_PROBLEM TO SOLVE_
Please find every line in the records below that contains the word "enumerate", and copy it.

_SOURCE MATERIAL_
'''

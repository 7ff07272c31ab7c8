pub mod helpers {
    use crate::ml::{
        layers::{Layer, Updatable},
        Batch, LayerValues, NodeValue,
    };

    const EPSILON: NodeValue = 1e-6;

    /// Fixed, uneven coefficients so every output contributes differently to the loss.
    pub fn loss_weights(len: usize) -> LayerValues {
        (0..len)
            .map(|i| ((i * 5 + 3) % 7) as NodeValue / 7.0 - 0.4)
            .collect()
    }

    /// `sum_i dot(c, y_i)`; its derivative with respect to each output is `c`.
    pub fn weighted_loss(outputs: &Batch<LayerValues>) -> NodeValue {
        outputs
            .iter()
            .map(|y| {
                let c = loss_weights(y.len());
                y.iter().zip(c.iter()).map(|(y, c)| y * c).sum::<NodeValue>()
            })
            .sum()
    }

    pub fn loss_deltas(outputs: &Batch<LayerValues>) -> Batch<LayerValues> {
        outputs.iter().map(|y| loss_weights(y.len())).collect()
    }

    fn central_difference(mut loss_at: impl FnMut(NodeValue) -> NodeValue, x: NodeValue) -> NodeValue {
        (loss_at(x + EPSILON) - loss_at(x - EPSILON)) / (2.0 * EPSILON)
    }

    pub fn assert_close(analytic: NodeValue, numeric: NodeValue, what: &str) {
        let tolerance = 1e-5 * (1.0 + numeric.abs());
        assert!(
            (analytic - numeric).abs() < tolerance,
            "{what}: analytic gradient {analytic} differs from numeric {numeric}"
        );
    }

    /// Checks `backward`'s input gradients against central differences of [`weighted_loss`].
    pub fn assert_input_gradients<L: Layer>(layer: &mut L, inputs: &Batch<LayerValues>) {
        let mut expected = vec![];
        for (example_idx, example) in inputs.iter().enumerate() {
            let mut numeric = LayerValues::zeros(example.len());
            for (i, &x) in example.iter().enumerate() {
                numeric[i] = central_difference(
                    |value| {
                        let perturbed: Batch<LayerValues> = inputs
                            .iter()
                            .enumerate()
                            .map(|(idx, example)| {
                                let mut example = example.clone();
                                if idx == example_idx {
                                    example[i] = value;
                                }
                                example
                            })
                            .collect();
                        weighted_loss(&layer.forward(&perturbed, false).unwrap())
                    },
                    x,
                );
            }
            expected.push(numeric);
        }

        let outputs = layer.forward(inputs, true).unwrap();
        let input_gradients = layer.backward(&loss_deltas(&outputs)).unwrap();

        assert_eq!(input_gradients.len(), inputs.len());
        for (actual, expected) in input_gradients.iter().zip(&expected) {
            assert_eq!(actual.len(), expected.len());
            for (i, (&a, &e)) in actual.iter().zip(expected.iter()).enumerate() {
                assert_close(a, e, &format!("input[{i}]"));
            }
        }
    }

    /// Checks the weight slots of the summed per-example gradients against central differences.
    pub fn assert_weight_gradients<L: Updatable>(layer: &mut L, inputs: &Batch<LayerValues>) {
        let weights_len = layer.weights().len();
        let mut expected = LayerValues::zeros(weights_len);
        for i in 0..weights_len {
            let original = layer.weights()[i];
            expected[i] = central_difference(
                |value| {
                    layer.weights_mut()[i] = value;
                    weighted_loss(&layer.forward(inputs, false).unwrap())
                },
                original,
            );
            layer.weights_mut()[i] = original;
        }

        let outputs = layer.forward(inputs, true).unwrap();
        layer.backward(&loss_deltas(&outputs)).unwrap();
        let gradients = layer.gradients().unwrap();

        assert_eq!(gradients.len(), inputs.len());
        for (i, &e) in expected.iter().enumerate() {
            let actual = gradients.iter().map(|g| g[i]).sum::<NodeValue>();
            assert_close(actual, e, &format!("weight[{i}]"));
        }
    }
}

'''
'''

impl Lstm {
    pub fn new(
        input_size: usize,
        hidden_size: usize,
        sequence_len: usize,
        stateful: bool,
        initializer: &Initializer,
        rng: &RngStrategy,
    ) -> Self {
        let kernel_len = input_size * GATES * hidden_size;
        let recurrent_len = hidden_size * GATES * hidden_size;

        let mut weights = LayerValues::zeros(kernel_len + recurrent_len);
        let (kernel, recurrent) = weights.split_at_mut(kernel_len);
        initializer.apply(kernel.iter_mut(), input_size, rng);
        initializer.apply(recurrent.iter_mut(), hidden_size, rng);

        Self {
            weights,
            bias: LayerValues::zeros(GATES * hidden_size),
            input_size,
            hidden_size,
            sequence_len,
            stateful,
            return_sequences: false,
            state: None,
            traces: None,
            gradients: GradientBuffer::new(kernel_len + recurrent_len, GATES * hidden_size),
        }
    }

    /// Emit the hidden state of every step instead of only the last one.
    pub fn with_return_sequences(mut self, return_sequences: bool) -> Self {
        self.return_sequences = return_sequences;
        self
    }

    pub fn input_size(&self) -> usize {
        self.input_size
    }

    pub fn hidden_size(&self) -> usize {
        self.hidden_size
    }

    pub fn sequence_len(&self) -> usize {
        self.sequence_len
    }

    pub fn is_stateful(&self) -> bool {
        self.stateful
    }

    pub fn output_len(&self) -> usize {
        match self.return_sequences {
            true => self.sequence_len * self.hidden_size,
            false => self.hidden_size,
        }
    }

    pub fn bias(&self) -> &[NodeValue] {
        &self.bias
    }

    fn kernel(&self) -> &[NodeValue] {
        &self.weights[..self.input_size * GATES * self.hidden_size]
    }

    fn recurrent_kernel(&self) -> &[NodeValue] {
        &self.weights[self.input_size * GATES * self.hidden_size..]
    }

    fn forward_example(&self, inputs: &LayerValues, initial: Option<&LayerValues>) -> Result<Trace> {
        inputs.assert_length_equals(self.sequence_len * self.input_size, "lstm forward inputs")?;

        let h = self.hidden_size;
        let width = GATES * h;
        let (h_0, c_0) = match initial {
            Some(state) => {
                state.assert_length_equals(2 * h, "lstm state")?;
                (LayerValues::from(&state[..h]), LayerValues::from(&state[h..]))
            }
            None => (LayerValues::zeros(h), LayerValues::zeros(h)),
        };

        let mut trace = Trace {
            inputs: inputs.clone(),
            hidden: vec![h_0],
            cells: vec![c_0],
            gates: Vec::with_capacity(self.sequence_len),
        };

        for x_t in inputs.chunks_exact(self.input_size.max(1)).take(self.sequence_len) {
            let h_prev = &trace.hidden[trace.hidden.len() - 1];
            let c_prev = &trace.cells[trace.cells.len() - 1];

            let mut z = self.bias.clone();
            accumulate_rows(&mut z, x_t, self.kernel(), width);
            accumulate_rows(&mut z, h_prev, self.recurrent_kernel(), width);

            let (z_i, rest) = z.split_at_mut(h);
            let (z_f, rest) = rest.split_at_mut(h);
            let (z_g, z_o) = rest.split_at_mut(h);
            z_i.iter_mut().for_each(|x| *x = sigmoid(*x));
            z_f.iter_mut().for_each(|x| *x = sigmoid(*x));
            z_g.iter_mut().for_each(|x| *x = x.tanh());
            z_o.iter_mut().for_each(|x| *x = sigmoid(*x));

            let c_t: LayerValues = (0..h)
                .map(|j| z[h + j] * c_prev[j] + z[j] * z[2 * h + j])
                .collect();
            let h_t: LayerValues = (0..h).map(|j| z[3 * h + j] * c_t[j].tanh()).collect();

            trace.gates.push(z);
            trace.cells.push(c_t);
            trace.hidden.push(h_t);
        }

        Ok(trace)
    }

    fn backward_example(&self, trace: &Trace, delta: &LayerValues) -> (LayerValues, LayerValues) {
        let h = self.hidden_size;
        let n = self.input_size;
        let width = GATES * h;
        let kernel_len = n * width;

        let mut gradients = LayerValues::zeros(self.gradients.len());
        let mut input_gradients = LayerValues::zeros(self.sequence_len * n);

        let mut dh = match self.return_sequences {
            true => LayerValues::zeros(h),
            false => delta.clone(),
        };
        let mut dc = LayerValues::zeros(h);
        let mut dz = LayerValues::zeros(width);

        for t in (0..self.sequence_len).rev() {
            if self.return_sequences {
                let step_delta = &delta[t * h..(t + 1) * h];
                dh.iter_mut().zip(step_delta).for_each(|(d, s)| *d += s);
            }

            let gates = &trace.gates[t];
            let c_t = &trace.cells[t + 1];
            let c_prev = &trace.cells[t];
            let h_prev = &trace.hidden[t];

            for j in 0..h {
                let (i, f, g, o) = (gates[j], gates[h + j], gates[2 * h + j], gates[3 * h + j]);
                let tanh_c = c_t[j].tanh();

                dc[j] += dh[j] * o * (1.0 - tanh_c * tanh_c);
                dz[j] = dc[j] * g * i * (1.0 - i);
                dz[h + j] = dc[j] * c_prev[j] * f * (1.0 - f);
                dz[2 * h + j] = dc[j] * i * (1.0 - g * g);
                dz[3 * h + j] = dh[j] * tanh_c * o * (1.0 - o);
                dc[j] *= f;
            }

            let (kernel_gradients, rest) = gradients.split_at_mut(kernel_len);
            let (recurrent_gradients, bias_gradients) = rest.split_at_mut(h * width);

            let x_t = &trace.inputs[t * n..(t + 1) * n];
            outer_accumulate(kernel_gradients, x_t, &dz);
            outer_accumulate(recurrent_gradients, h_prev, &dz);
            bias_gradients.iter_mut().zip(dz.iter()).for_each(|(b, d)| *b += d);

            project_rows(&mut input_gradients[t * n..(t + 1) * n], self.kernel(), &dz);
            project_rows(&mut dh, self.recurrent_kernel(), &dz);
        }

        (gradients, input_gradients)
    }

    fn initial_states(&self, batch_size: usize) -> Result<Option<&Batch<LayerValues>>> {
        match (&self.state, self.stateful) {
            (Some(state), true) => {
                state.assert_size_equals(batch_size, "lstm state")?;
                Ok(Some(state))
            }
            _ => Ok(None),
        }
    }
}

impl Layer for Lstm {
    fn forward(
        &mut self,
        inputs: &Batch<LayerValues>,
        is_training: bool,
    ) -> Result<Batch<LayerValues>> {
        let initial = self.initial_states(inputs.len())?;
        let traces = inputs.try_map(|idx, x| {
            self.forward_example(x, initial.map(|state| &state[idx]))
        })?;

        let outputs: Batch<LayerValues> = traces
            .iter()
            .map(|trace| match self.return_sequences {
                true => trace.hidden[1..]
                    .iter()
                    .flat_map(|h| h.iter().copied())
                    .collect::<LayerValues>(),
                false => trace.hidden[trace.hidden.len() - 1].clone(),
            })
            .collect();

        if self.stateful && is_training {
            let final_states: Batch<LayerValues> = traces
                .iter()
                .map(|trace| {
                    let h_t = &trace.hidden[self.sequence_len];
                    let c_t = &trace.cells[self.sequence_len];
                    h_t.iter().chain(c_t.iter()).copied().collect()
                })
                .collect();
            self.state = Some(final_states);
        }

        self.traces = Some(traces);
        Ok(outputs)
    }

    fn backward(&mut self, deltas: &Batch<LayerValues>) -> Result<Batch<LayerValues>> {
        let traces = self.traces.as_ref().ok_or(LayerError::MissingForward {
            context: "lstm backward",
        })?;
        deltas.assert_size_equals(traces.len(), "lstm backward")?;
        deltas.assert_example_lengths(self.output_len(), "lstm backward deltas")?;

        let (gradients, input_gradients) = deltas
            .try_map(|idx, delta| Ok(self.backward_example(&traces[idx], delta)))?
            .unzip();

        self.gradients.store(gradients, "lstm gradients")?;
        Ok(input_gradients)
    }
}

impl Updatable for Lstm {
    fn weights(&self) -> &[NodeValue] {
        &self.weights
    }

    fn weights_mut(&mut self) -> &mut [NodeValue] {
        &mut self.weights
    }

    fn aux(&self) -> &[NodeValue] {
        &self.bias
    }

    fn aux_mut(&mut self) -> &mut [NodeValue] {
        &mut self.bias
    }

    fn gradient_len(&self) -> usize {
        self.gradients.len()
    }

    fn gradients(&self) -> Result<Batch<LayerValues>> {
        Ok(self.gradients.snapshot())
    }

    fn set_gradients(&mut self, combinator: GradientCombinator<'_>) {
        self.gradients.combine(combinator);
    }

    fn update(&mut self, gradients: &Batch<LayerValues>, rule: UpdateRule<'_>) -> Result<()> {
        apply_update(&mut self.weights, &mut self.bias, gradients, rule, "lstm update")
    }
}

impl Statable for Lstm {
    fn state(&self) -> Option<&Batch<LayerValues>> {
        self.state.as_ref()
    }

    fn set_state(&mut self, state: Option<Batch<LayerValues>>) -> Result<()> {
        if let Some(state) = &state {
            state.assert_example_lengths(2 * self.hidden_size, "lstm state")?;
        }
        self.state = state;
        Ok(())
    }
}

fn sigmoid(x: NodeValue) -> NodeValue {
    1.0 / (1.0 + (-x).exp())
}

'''

_ANSWER TO THIS TASK_
        for (example_idx, example) in inputs.iter().enumerate() {
            for (i, &x) in example.iter().enumerate() {
                            .enumerate()
            for (i, (&a, &e)) in actual.iter().zip(expected.iter()).enumerate() {
        for (i, &e) in expected.iter().enumerate() {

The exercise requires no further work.